その報せを聞いた私たち三人は顔を付き合わせて今後のことについての緊急の会議───話し合いを行うことにした。
「前もって準備をしていたから慰謝料を請求するためのだいたいの計算は済んでいるけれど……」
(さすがに“こんな形”は想像していなかったわ)
頭を抱えた私はチラッとジョエルの顔を見る。
表情は相変わらずの“無”だった。
(……ジョエル)
我が息子ながら凄いわ。
自分の婚約者が別の男と駆け落ちしたと聞かされたのに、ここまでで発した言葉はたった一言。
“そうか”
(この子……どこまでシビルさんに対して興味がなかったのよ……)
まあ、ジョエルの場合は相手がシビル嬢ではなく、他の令嬢でも同じだったとは思うけれども。
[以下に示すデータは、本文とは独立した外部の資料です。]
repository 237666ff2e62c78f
//! Event notifier port - how the messaging layer reaches connected clients

use async_trait::async_trait;

use crate::events::ChatEvent;
use crate::value_objects::Snowflake;

/// Fan-out sink for [`ChatEvent`]s.
///
/// Delivery is fire-and-forget: offline targets and closed connections are
/// skipped silently, so neither method returns an error.
#[async_trait]
pub trait EventNotifier: Send + Sync {
    /// Deliver to every live connection of the given users
    async fn notify(&self, recipients: &[Snowflake], event: ChatEvent);

    /// Deliver to every live connection, optionally skipping one user
    async fn broadcast(&self, event: ChatEvent, except: Option<Snowflake>);
}

/// Notifier for processes without a gateway
#[derive(Debug, Default, Clone, Copy)]
pub struct NoopNotifier;

#[async_trait]
impl EventNotifier for NoopNotifier {
    async fn notify(&self, _recipients: &[Snowflake], _event: ChatEvent) {}

    async fn broadcast(&self, _event: ChatEvent, _except: Option<Snowflake>) {}
}
//! Data transfer objects for API requests and responses
//!
//! This module provides:
//! - Request DTOs with validation for REST bodies and gateway event payloads
//! - Response DTOs serialized back to clients

pub mod requests;
pub mod responses;

pub use requests::{
    EditMessageRequest, HistoryQuery, ProvidersQuery, ReactionRequest, SearchQuery,
    SendMessageRequest, UpdateStatusRequest,
};

pub use responses::{
    ApiResponse, ConversationStats, ConversationSummary, DeletedMessage, HealthChecks,
    HealthResponse, HistoryPage, MessageResponse, MuteState, PinState, ReactionUpdate, ReadReceipt,
    ReadinessResponse, SentMessage, StatusUpdate, UnreadSummary, UserPresence, UserSearchResult, UserSummary,
};
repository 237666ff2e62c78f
//! Process-local presence registry for single-instance deployments.

use async_trait::async_trait;
use carechat_core::traits::{PresenceRegistry, RepoResult};
use carechat_core::{PresenceStatus, Snowflake};
use dashmap::mapref::entry::Entry;
use dashmap::DashMap;
use std::collections::HashSet;

#[derive(Debug, Default)]
pub struct InMemoryPresenceRegistry {
    sessions: DashMap<Snowflake, HashSet<String>>,
    statuses: DashMap<Snowflake, PresenceStatus>,
}

impl InMemoryPresenceRegistry {
    #[must_use]
    pub fn new() -> Self {
        Self::default()
    }

    pub fn online_count(&self) -> usize {
        self.sessions.len()
    }
}

#[async_trait]
impl PresenceRegistry for InMemoryPresenceRegistry {
    async fn register(&self, user_id: Snowflake, session_id: &str) -> RepoResult<bool> {
        // The status is written under the sessions shard lock so a racing
        // unregister cannot clear it for a connected user
        let mut sessions = self.sessions.entry(user_id).or_default();
        let first = sessions.is_empty();
        let inserted = sessions.insert(session_id.to_string());
        if first && inserted {
            self.statuses.insert(user_id, PresenceStatus::Online);
        }
        Ok(first && inserted)
    }

    async fn unregister(&self, user_id: Snowflake, session_id: &str) -> RepoResult<bool> {
        let Entry::Occupied(mut sessions) = self.sessions.entry(user_id) else {
            return Ok(false);
        };
        let last = sessions.get_mut().remove(session_id) && sessions.get().is_empty();
        if last {
            self.statuses.remove(&user_id);
            sessions.remove();
        }
        Ok(last)
    }

    async fn sessions(&self, user_id: Snowflake) -> RepoResult<Vec<String>> {
        Ok(self
            .sessions
            .get(&user_id)
            .map(|sessions| sessions.iter().cloned().collect())
            .unwrap_or_default())
    }

    async fn set_status(&self, user_id: Snowflake, status: PresenceStatus) -> RepoResult<()> {
        self.statuses.insert(user_id, status);
        Ok(())
    }

    async fn status(&self, user_id: Snowflake) -> RepoResult<PresenceStatus> {
        let connected = self
            .sessions
            .get(&user_id)
            .is_some_and(|sessions| !sessions.is_empty());
        if !connected {
            return Ok(PresenceStatus::Offline);
        }
        Ok(self
            .statuses
            .get(&user_id)
            .map_or(PresenceStatus::Online, |status| *status))
    }
}
//! Directory handlers
//!
//! Finding users to start a conversation with.

use axum::extract::State;
use carechat_service::dto::{ProvidersQuery, SearchQuery, UserPresence, UserSearchResult};
use carechat_service::DirectoryService;

use crate::extractors::{AuthUser, ValidatedQuery};
use crate::response::{ApiJson, ApiResult};
use crate::state::AppState;

/// GET /search?query=&role=
pub async fn search_users(
    State(state): State<AppState>,
    auth: AuthUser,
    ValidatedQuery(query): ValidatedQuery<SearchQuery>,
) -> ApiResult<ApiJson<Vec<UserSearchResult>>> {
    let results = DirectoryService::new(state.services())
        .search(auth.user_id, &query.query, query.role.as_deref())
        .await?;
    Ok(ApiJson(results))
}

/// GET /providers?role=
pub async fn list_providers(
    State(state): State<AppState>,
    auth: AuthUser,
    ValidatedQuery(query): ValidatedQuery<ProvidersQuery>,
) -> ApiResult<ApiJson<Vec<UserPresence>>> {
    let providers = DirectoryService::new(state.services())
        .list_providers(auth.user_id, query.role.as_deref())
        .await?;
    Ok(ApiJson(providers))
}
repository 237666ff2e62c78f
//! Database models - SQLx-compatible structs for PostgreSQL tables

mod conversation;
mod message;
mod reaction;
mod user;

pub use conversation::ConversationModel;
pub use message::{MessageModel, TypeCountModel};
pub use reaction::ReactionModel;
pub use user::UserModel;
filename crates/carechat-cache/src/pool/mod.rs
//! Redis connection pool module.

mod redis_pool;

pub use redis_pool::{RedisPool, RedisPoolConfig, RedisPoolError, RedisResult, SharedRedisPool};
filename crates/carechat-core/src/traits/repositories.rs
//! Repository traits (ports) - define the interface for data access
//!
//! The domain layer defines what it needs, and the infrastructure layer
//! provides the implementation (Postgres in `carechat-db`, in-memory doubles
//! for tests).

use async_trait::async_trait;
use chrono::{DateTime, Utc};

use crate::entities::{
    Conversation, LastMessage, Message, MessageStatus, MessageType, Reaction, User, UserRole,
};
use crate::error::DomainError;
use crate::value_objects::{ConversationKey, Snowflake};

/// Result type for repository operations
pub type RepoResult<T> = Result<T, DomainError>;

// ============================================================================
// Conversation Repository
// ============================================================================

#[async_trait]
pub trait ConversationRepository: Send + Sync {
    /// Look the pair up by its resolved key, inserting a fresh conversation with
    /// `new_id` when none exists. Concurrent first contact from both sides yields
    /// one record; the boolean is true only for the caller whose insert won.
    async fn find_or_create(
        &self,
        a: Snowflake,
        b: Snowflake,
        new_id: Snowflake,
        now: DateTime<Utc>,
    ) -> RepoResult<(Conversation, bool)>;

    async fn find_by_id(&self, id: Snowflake) -> RepoResult<Option<Conversation>>;

    async fn find_by_key(&self, key: &ConversationKey) -> RepoResult<Option<Conversation>>;

    /// Active conversations of a user, most recent activity first
    async fn find_by_user(&self, user_id: Snowflake) -> RepoResult<Vec<Conversation>>;

    /// Overwrite the last-message snapshot and bump last activity
    async fn update_last_message(
        &self,
        id: Snowflake,
        snapshot: &LastMessage,
        now: DateTime<Utc>,
    ) -> RepoResult<()>;

    /// Atomically add one to a participant's counter, returning the new value
    async fn increment_unread(&self, id: Snowflake, participant: Snowflake) -> RepoResult<i64>;

    async fn reset_unread(&self, id: Snowflake, participant: Snowflake) -> RepoResult<()>;

    /// Returns the new flag value
    async fn toggle_mute(&self, id: Snowflake, participant: Snowflake) -> RepoResult<bool>;

    /// Returns the new flag value
    async fn toggle_pin(&self, id: Snowflake, participant: Snowflake) -> RepoResult<bool>;

    /// Conversations are never hard-deleted, only flagged inactive
    async fn set_active(&self, id: Snowflake, active: bool) -> RepoResult<()>;
}

// ============================================================================
// Message Repository
// ============================================================================

/// Cursor pagination for history queries
#[derive(Debug, Clone, Default)]
pub struct MessageQuery {
    pub before: Option<Snowflake>,
    pub after: Option<Snowflake>,
    pub limit: i64,
}

#[async_trait]
pub trait MessageRepository: Send + Sync {
    async fn create(&self, message: &Message) -> RepoResult<()>;

    /// Reactions are not loaded; see [`ReactionRepository`]
    async fn find_by_id(&self, id: Snowflake) -> RepoResult<Option<Message>>;

    /// One page of a conversation, always in chronological order.
    ///
    /// Without `after` this is the latest `limit` messages (optionally before a
    /// cursor); with `after` it reads forward from the cursor, stopping short
    /// of `before` when both are set. `limit` is taken as given; callers bound
    /// the page size.
    async fn find_history(
        &self,
        key: &ConversationKey,
        query: MessageQuery,
    ) -> RepoResult<Vec<Message>>;

    async fn count_in_conversation(&self, key: &ConversationKey) -> RepoResult<i64>;

    async fn count_by_type(&self, key: &ConversationKey) -> RepoResult<Vec<(MessageType, i64)>>;

    /// Persist content and edit metadata
    async fn update_content(&self, message: &Message) -> RepoResult<()>;

    /// Persist delivery status and read state, but only while the stored
    /// status is still `expected`. Returns `false` when the row moved on (or
    /// is gone) since it was read.
    async fn update_status(&self, message: &Message, expected: MessageStatus) -> RepoResult<bool>;

    /// Mark every unread message addressed to `recipient` as read. Best effort;
    /// returns the ids that changed.
    async fn mark_read_for_recipient(
        &self,
        key: &ConversationKey,
        recipient: Snowflake,
        now: DateTime<Utc>,
    ) -> RepoResult<Vec<Snowflake>>;

    /// Hard delete. Returns false if the message did not exist.
    async fn delete(&self, id: Snowflake) -> RepoResult<bool>;
}

// ============================================================================
// Reaction Repository
// ============================================================================

#[async_trait]
pub trait ReactionRepository: Send + Sync {
    /// Insert or replace the user's reaction on a message (last write wins)
    async fn upsert(&self, reaction: &Reaction) -> RepoResult<()>;

    /// Returns false if the user had no reaction
    async fn remove(&self, message_id: Snowflake, user_id: Snowflake) -> RepoResult<bool>;

    async fn list_for_message(&self, message_id: Snowflake) -> RepoResult<Vec<Reaction>>;

    async fn list_for_messages(&self, message_ids: &[Snowflake]) -> RepoResult<Vec<Reaction>>;
}

// ============================================================================
// User Directory (external, read-only)
// ============================================================================

#[async_trait]
pub trait UserDirectory: Send + Sync {
    async fn find_by_id(&self, id: Snowflake) -> RepoResult<Option<User>>;

    async fn find_many(&self, ids: &[Snowflake]) -> RepoResult<Vec<User>>;

    /// Case-insensitive substring search over name, specialty and email
    async fn search(
        &self,
        query: &str,
        role: Option<UserRole>,
        exclude: Snowflake,
        limit: i64,
    ) -> RepoResult<Vec<User>>;

    /// Active users with one of `roles`, sorted by name
    async fn list_by_roles(&self, roles: &[UserRole], exclude: Snowflake) -> RepoResult<Vec<User>>;
}
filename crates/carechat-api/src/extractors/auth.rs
//! Authentication extractor
//!
//! Extracts and validates JWT tokens from the Authorization header.

use axum::{
    async_trait,
    extract::{FromRef, FromRequestParts},
    http::request::Parts,
};
use axum_extra::{
    headers::{authorization::Bearer, Authorization},
    TypedHeader,
};
use carechat_common::AppError;
use carechat_core::Snowflake;

use crate::response::ApiError;
use crate::state::AppState;

/// Authenticated user extracted from JWT token
#[derive(Debug, Clone)]
pub struct AuthUser {
    /// User ID from the `sub` claim
    pub user_id: Snowflake,
    pub role: Option<String>,
}

#[async_trait]
impl<S> FromRequestParts<S> for AuthUser
where
    S: Send + Sync,
    AppState: FromRef<S>,
{
    type Rejection = ApiError;

    async fn from_request_parts(parts: &mut Parts, state: &S) -> Result<Self, Self::Rejection> {
        let TypedHeader(Authorization(bearer)) =
            TypedHeader::<Authorization<Bearer>>::from_request_parts(parts, state)
                .await
                .map_err(|_| AppError::MissingToken)?;

        let app_state = AppState::from_ref(state);
        let claims = app_state
            .jwt_service()
            .validate_access_token(bearer.token())
            .map_err(|e| {
                tracing::warn!(error = %e, "Invalid access token");
                e
            })?;

        let user_id = claims.user_id().map_err(|e| {
            tracing::warn!(error = %e, "Invalid user ID in token");
            e
        })?;

        Ok(AuthUser {
            user_id,
            role: claims.role,
        })
    }
}
//! Gateway operation codes

use serde::{Deserialize, Deserializer, Serialize, Serializer};

/// Gateway operation codes
#[derive(Debug, Clone, Copy, PartialEq, Eq, Hash)]
#[repr(u8)]
pub enum OpCode {
    /// Server pushes a named event (server only)
    Dispatch = 0,
    /// Keep-alive (client only)
    Heartbeat = 1,
    /// Named client event (client only)
    Event = 2,
    /// Sent once after the upgrade (server only)
    Hello = 10,
    /// Heartbeat acknowledged (server only)
    HeartbeatAck = 11,
}

impl OpCode {
    #[must_use]
    pub fn from_u8(value: u8) -> Option<Self> {
        match value {
            0 => Some(Self::Dispatch),
            1 => Some(Self::Heartbeat),
            2 => Some(Self::Event),
            10 => Some(Self::Hello),
            11 => Some(Self::HeartbeatAck),
            _ => None,
        }
    }

    #[must_use]
    pub const fn as_u8(self) -> u8 {
        self as u8
    }

    /// Check if this op code can be sent by the client
    #[must_use]
    pub const fn is_client_op(self) -> bool {
        matches!(self, Self::Heartbeat | Self::Event)
    }

    #[must_use]
    pub const fn name(self) -> &'static str {
        match self {
            Self::Dispatch => "Dispatch",
            Self::Heartbeat => "Heartbeat",
            Self::Event => "Event",
            Self::Hello => "Hello",
            Self::HeartbeatAck => "HeartbeatAck",
        }
    }
}

impl Serialize for OpCode {
    fn serialize<S>(&self, serializer: S) -> Result<S::Ok, S::Error>
    where
        S: Serializer,
    {
        serializer.serialize_u8(self.as_u8())
    }
}

impl<'de> Deserialize<'de> for OpCode {
    fn deserialize<D>(deserializer: D) -> Result<Self, D::Error>
    where
        D: Deserializer<'de>,
    {
        let value = u8::deserialize(deserializer)?;
        Self::from_u8(value)
            .ok_or_else(|| serde::de::Error::custom(format!("invalid op code: {value}")))
    }
}

impl std::fmt::Display for OpCode {
    fn fmt(&self, f: &mut std::fmt::Formatter<'_>) -> std::fmt::Result {
        write!(f, "{} ({})", self.name(), self.as_u8())
    }
}

#[cfg(test)]
mod tests {
    use super::*;

    #[test]
    fn test_opcode_from_u8() {
        assert_eq!(OpCode::from_u8(0), Some(OpCode::Dispatch));
        assert_eq!(OpCode::from_u8(2), Some(OpCode::Event));
        assert_eq!(OpCode::from_u8(11), Some(OpCode::HeartbeatAck));
        assert_eq!(OpCode::from_u8(3), None);
        assert_eq!(OpCode::from_u8(255), None);
    }

    #[test]
    fn test_client_ops() {
        assert!(OpCode::Heartbeat.is_client_op());
        assert!(OpCode::Event.is_client_op());
        assert!(!OpCode::Dispatch.is_client_op());
        assert!(!OpCode::Hello.is_client_op());
        assert!(!OpCode::HeartbeatAck.is_client_op());
    }

    #[test]
    fn test_opcode_serialization() {
        assert_eq!(serde_json::to_string(&OpCode::Hello).unwrap(), "10");
        let op: OpCode = serde_json::from_str("2").unwrap();
        assert_eq!(op, OpCode::Event);
        assert!(serde_json::from_str::<OpCode>("7").is_err());
    }
}
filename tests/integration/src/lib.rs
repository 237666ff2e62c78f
//! Integration test utilities for the chat server
//!
//! This crate provides helpers for running end-to-end tests against
//! the REST API and WebSocket gateway.

pub mod fixtures;
pub mod helpers;

pub use fixtures::*;
pub use helpers::*;
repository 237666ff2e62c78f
//! Gateway state

use crate::broadcast::EventDispatcher;
use crate::connection::ConnectionManager;
use carechat_common::{GatewayConfig, JwtService};
use carechat_service::ServiceContext;
use std::sync::Arc;
use std::time::Duration;

#[derive(Clone)]
pub struct GatewayState {
    services: Arc<ServiceContext>,
    connections: Arc<ConnectionManager>,
    jwt: Arc<JwtService>,
    config: Arc<GatewayConfig>,
    /// Present when events arrive over Redis
    dispatcher: Option<Arc<EventDispatcher>>,
}

impl GatewayState {
    pub fn new(
        services: ServiceContext,
        connections: Arc<ConnectionManager>,
        jwt: Arc<JwtService>,
        config: GatewayConfig,
    ) -> Self {
        Self {
            services: Arc::new(services),
            connections,
            jwt,
            config: Arc::new(config),
            dispatcher: None,
        }
    }

    #[must_use]
    pub fn with_dispatcher(mut self, dispatcher: Arc<EventDispatcher>) -> Self {
        self.dispatcher = Some(dispatcher);
        self
    }

    pub fn services(&self) -> &ServiceContext {
        &self.services
    }

    /// Shared handle for a REST app mounted next to the gateway
    pub fn services_handle(&self) -> Arc<ServiceContext> {
        Arc::clone(&self.services)
    }

    pub fn jwt_handle(&self) -> Arc<JwtService> {
        Arc::clone(&self.jwt)
    }

    pub fn connections(&self) -> &ConnectionManager {
        &self.connections
    }

    pub fn jwt(&self) -> &JwtService {
        &self.jwt
    }

    pub fn config(&self) -> &GatewayConfig {
        &self.config
    }

    pub fn dispatcher(&self) -> Option<&EventDispatcher> {
        self.dispatcher.as_deref()
    }

    pub fn heartbeat_interval(&self) -> Duration {
        Duration::from_millis(self.config.heartbeat_interval_ms)
    }

    pub fn heartbeat_timeout(&self) -> Duration {
        Duration::from_millis(self.config.heartbeat_timeout_ms)
    }
}

impl std::fmt::Debug for GatewayState {
    fn fmt(&self, f: &mut std::fmt::Formatter<'_>) -> std::fmt::Result {
        f.debug_struct("GatewayState")
            .field("connections", &self.connections)
            .field("dispatcher", &self.dispatcher)
            .finish_non_exhaustive()
    }
}
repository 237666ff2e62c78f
//! # carechat-core
//!
//! Domain layer for the care-team chat: conversations between two participants,
//! their messages, presence, and the repository/notifier ports the outer layers implement.
//! This crate has zero dependencies on infrastructure (database, web framework, etc.).

pub mod entities;
pub mod error;
pub mod events;
pub mod traits;
pub mod value_objects;

// Re-export commonly used types at crate root
pub use entities::{
    Attachment, ChatType, Conversation, LastMessage, Message, MessageStatus, MessageType,
    PresenceStatus, Reaction, User, UserRole, MAX_CONTENT_LENGTH,
};
pub use error::DomainError;
pub use events::{ChatEvent, ChatEventKind};
pub use traits::{
    Clock, ConversationRepository, EventNotifier, MessageQuery, MessageRepository, NoopNotifier,
    PresenceRegistry, ReactionRepository, RepoResult, SystemClock, UserDirectory,
};
pub use value_objects::{ConversationKey, Snowflake, SnowflakeGenerator, SnowflakeParseError};
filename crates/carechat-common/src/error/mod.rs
//! Application error types

mod app_error;

pub use app_error::{AppError, AppResult, ErrorResponse};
「いずれこの縁談は流れると思ってはいたけれど、これは想像した中でも最悪の形での流れ方ね」
「……」
「……」
私の言葉に二人も眉根を寄せて深刻そうな顔で黙り込む。
人の気持ちに鈍そうな……いえ、鈍い二人ですらこの反応。
シビル・ワイアット嬢のしたことはそう簡単に許せることじゃない。
私の目がその報告書に載っていた、一人の名前のところで止まる。
───セアラ・ワイアット伯爵令嬢
シビル・ワイアット嬢の妹。
そして、そのシビル嬢が駆け落ちした男の婚約者だった令嬢でもある。
それだけじゃない。
シビル嬢が駆け落ちした今日は、このセアラ嬢とその男の結婚式当日だった────……
(なんて酷いことを……)
事もあろうに彼女、セアラ嬢は一人で入場させられて周囲の自分を嘲笑う声を聞きながら祭壇の前で一人佇んで、ひたすら新郎が来るのを待っていたという。
そんなの想像するだけでも、張り裂けそうなくらい胸が痛い。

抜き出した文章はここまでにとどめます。